Economie

Selon economiesuisse, les apprentis devraient déjà s’estimer heureux d’avoir un emploi

Les payer serait un geste surérogatoire qui devrait donc être laissé à la discrétion de leur employeur.

Apprenti dans la restauration depuis six mois, Jean-Maxime se débrouille déjà comme un chef puisqu’il fait déjà tout le travail que celui qui se fait appeler comme tel était censé, justement, lui apprendre à faire. Dès cinq heures du matin, tandis que son supérieur, avachi sur une chaise qu’il n’a plus quitté depuis son engagement, roupille encore, c’est en effet Jean-Maxime qui réceptionne les produits frais et qui se rend auprès des pêcheurs afin d’acquérir les poissons qu’il cuisinera le midi. À sept, c’est Jean-Maxime qui commence les préparatifs du service. Le soir, rebelotte, jusqu’à minuit, six jours par semaine mais aussi les jours fériés. À 18 ans, Jean-Maxime est donc, pour ainsi dire, le chef d’un petit restaurant d’une quarantaine de couverts sis sur les hauteurs de Montreux. Pourtant, celui-ci ne perçoit pour tout salaire que la moitié des pourboires, lesquels sont partagés équitablement selon la règle dite « des 95-5 » entre lui et son patron, la serveuse ne fournissant pas un travail « assez qualitatif » pour bénéficier des 1% qui lui reviendraient de droit, juge son chef. 

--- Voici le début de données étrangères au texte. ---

use dve_model::ModelError;
use thiserror::Error;

pub type StoreResult<T> = Result<T, StoreError>;

#[derive(Error, Debug)]
pub enum StoreError {
    #[error("{0}")]
    NotFound(String),

    #[error("{0}")]
    Validation(String),

    #[error("IO error: {0}")]
    Io(#[from] std::io::Error),

    #[error("JSON error: {0}")]
    Json(#[from] serde_json::Error),
}

impl StoreError {
    pub fn not_found(message: impl Into<String>) -> Self {
        Self::NotFound(message.into())
    }

    pub fn validation(message: impl Into<String>) -> Self {
        Self::Validation(message.into())
    }
}

impl From<ModelError> for StoreError {
    fn from(err: ModelError) -> Self {
        Self::Validation(err.to_string())
    }
}
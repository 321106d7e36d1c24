//! Revision and environment manager.
//!
//! ```text
//! (project, page): no draft ──ensure──→ draft ──publish──→ clone (live/published)
//!                                        ↑ stays editable
//! ```

use crate::error::{StoreError, StoreResult};
use crate::tables::{next_id, Tables};
use chrono::{DateTime, Utc};
use dve_model::{
    DraftPointer, Environment, PageRevision, ProjectConfig, ProjectId, RevisionId,
    RevisionStatus,
};
use tracing::{debug, info};

impl Tables {
    /// Config for `project_id`, created with defaults on first use
    pub fn ensure_config(&mut self, project_id: ProjectId, now: DateTime<Utc>) -> &mut ProjectConfig {
        let index = match self.configs.iter().position(|c| c.project_id == project_id) {
            Some(index) => index,
            None => {
                self.configs.push(ProjectConfig::new(project_id, now));
                self.configs.len() - 1
            }
        };
        &mut self.configs[index]
    }

    /// Editable draft of one page, if any. Never creates rows.
    pub fn latest_draft(&self, project_id: ProjectId, page_path: &str) -> Option<&PageRevision> {
        let pointed = self
            .draft_pointers
            .iter()
            .find(|p| p.project_id == project_id && p.page_path == page_path)
            .and_then(|p| self.revision(p.revision_id))
            .filter(|r| r.is_editable_draft() && r.page_path == page_path);
        if pointed.is_some() {
            return pointed;
        }

        self.revisions
            .iter()
            .filter(|r| r.project_id == project_id && r.page_path == page_path)
            .filter(|r| r.is_editable_draft())
            .max_by_key(|r| (r.created_at_utc, r.id))
    }

    /// Revision the editor loads for a page in `environment`: the draft
    /// lookup for drafts, otherwise the newest revision in that environment.
    pub fn revision_for_environment(
        &self,
        project_id: ProjectId,
        page_path: &str,
        environment: Environment,
    ) -> Option<&PageRevision> {
        if environment == Environment::Draft {
            return self.latest_draft(project_id, page_path);
        }
        self.revisions
            .iter()
            .filter(|r| r.project_id == project_id && r.page_path == page_path)
            .filter(|r| r.environment == environment)
            .max_by_key(|r| (r.created_at_utc, r.id))
    }

    /// Find or create the draft revision of `(project_id, page_path)`.
    pub fn ensure_draft_revision(
        &mut self,
        project_id: ProjectId,
        page_path: &str,
        actor: Option<&str>,
        now: DateTime<Utc>,
    ) -> PageRevision {
        let draft = match self.latest_draft(project_id, page_path).cloned() {
            Some(existing) => existing,
            None => {
                let revision = PageRevision {
                    id: next_id(&mut self.sequences.revision),
                    project_id,
                    page_path: page_path.to_string(),
                    environment: Environment::Draft,
                    status: RevisionStatus::Draft,
                    base_snapshot_id: None,
                    source_revision_id: None,
                    created_by: actor.map(str::to_string),
                    created_at_utc: now,
                };
                info!(project_id, page_path, revision_id = revision.id, "created draft revision");
                self.revisions.push(revision.clone());
                revision
            }
        };

        self.point_draft(project_id, page_path, draft.id, now);
        let config = self.ensure_config(project_id, now);
        config.draft_revision_id = Some(draft.id);
        config.updated_at_utc = now;
        draft
    }

    fn point_draft(&mut self, project_id: ProjectId, page_path: &str, revision_id: RevisionId, now: DateTime<Utc>) {
        match self
            .draft_pointers
            .iter_mut()
            .find(|p| p.project_id == project_id && p.page_path == page_path)
        {
            Some(pointer) => {
                pointer.revision_id = revision_id;
                pointer.updated_at_utc = now;
            }
            None => self.draft_pointers.push(DraftPointer {
                project_id,
                page_path: page_path.to_string(),
                revision_id,
                updated_at_utc: now,
            }),
        }
    }

    /// Clone a draft and all of its rows into a new live/published revision.
    pub fn publish_from_draft(
        &mut self,
        draft_id: RevisionId,
        actor: Option<&str>,
        now: DateTime<Utc>,
    ) -> StoreResult<PageRevision> {
        let snapshot = self.snapshot(draft_id)?;
        let published_id = next_id(&mut self.sequences.revision);
        let published = PageRevision {
            id: published_id,
            environment: Environment::Live,
            status: RevisionStatus::Published,
            source_revision_id: Some(draft_id),
            created_by: actor.map(str::to_string).or(snapshot.revision.created_by.clone()),
            created_at_utc: now,
            ..snapshot.revision.clone()
        };
        self.revisions.push(published.clone());

        for mut row in snapshot.element_maps {
            row.id = next_id(&mut self.sequences.element_map);
            row.revision_id = published_id;
            self.element_maps.push(row);
        }
        for mut row in snapshot.rules {
            row.id = next_id(&mut self.sequences.rule);
            row.revision_id = published_id;
            self.rules.push(row);
        }
        for mut row in snapshot.text_patches {
            row.id = next_id(&mut self.sequences.text_patch);
            row.revision_id = published_id;
            self.text_patches.push(row);
        }
        for mut row in snapshot.section_instances {
            row.id = next_id(&mut self.sequences.section);
            row.revision_id = published_id;
            self.section_instances.push(row);
        }
        for mut row in snapshot.action_bindings {
            row.id = next_id(&mut self.sequences.binding);
            row.revision_id = published_id;
            self.action_bindings.push(row);
        }

        debug!(draft_id, published_id, "cloned draft into published revision");
        Ok(published)
    }

    /// Make `revision_id` the live revision of its project.
    pub fn mark_live(&mut self, revision_id: RevisionId, now: DateTime<Utc>) -> StoreResult<PageRevision> {
        let revision = self.revision_mut(revision_id)?;
        revision.environment = Environment::Live;
        revision.status = RevisionStatus::Published;
        let revision = revision.clone();

        let config = self.ensure_config(revision.project_id, now);
        config.live_revision_id = Some(revision.id);
        config.updated_at_utc = now;
        Ok(revision)
    }

    pub fn set_base_snapshot(&mut self, revision_id: RevisionId, snapshot_id: &str) -> StoreResult<()> {
        self.revision_mut(revision_id)?.base_snapshot_id = Some(snapshot_id.to_string());
        Ok(())
    }

    /// Remove a revision and every row it owns. Publish artifacts are kept.
    pub fn delete_revision(&mut self, revision_id: RevisionId) -> StoreResult<PageRevision> {
        let index = self
            .revisions
            .iter()
            .position(|r| r.id == revision_id)
            .ok_or_else(|| StoreError::not_found(format!("Revision {} not found.", revision_id)))?;
        let removed = self.revisions.remove(index);

        self.element_maps.retain(|r| r.revision_id != revision_id);
        self.rules.retain(|r| r.revision_id != revision_id);
        self.text_patches.retain(|r| r.revision_id != revision_id);
        self.section_instances.retain(|r| r.revision_id != revision_id);
        self.action_bindings.retain(|r| r.revision_id != revision_id);
        self.draft_pointers.retain(|p| p.revision_id != revision_id);

        if let Some(config) = self.configs.iter_mut().find(|c| c.project_id == removed.project_id) {
            for pointer in [
                &mut config.draft_revision_id,
                &mut config.staging_revision_id,
                &mut config.live_revision_id,
            ] {
                if *pointer == Some(revision_id) {
                    *pointer = None;
                }
            }
        }

        info!(revision_id, project_id = removed.project_id, "deleted revision");
        Ok(removed)
    }
}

Tout comme Jean-Maxime, ils sont des milliers les apprentis·es qui ne sont pas rémunérés ou simplement défrayés pour leurs 45 à 60 heures – minimum – passées à travailler dans des entreprises hétéroclites sous la férule de patrons souvent ignobles, ingrats voire la plupart du temps les deux en même temps. « Une situation on ne peut plus normale », souligne la faîtière d’une « économie suisse axée sur la concurrence, interconnectée à l’échelle internationale et consciente de ses responsabilités », economiesuisse. « Vous croyiez qu’on était en France et qu’il existait ici un droit du travail ici !? Le code des obligations vous dîtes !? Laissez-nous rire ! Ici on négocie au cas par cas, à savoir par branche, afin qu’aucun collectif de travailleur ne soit assez grand pour faire plier le patronat », ajoute son porte-parole qui, du reste, précise que « dans la conjoncture actuelle, les apprentis* doivent déjà s’estimer heureux d’avoir un emploi » et que « s’ils ne sont pas contents, ils n’ont qu’à aller voir ailleurs si un entrepreneur qui entreprend veut bien leur faire l’honneur de leur adresser la parole » – ce faisant verront-ils alors que ces derniers sont, le plus souvent, des gens hautains et suffisants qui ne s’intéressent à autrui que pour autant qu’ils puissent en tirer un quelconque bénéfice. 

Voilà donc qui règle la question de savoir s’il faut accorder, comme le veulent les jeunes socialistes bolcheviko-marxistes-léninistes, au moins 1’000 francs par mois à tous les apprentis du pays. Du point de vue patronal : bien sûr que non. Reste maintenant à demander aux principaux concernés par cette amélioration substantielle de la dimension pécuniaire de leurs conditions de travail ce qu’ils en pensent, non ? 

La Rédaction. 

*Rien n’est précisé au sujet des apprentiEs qui, certes, moins nombreuses, ne tombent de fait pas sous le coup des propos du porte-parole d’economiesuisse vraisemblablement ivre ou, à tout le moins, désorienté au moment où il les a prononcés.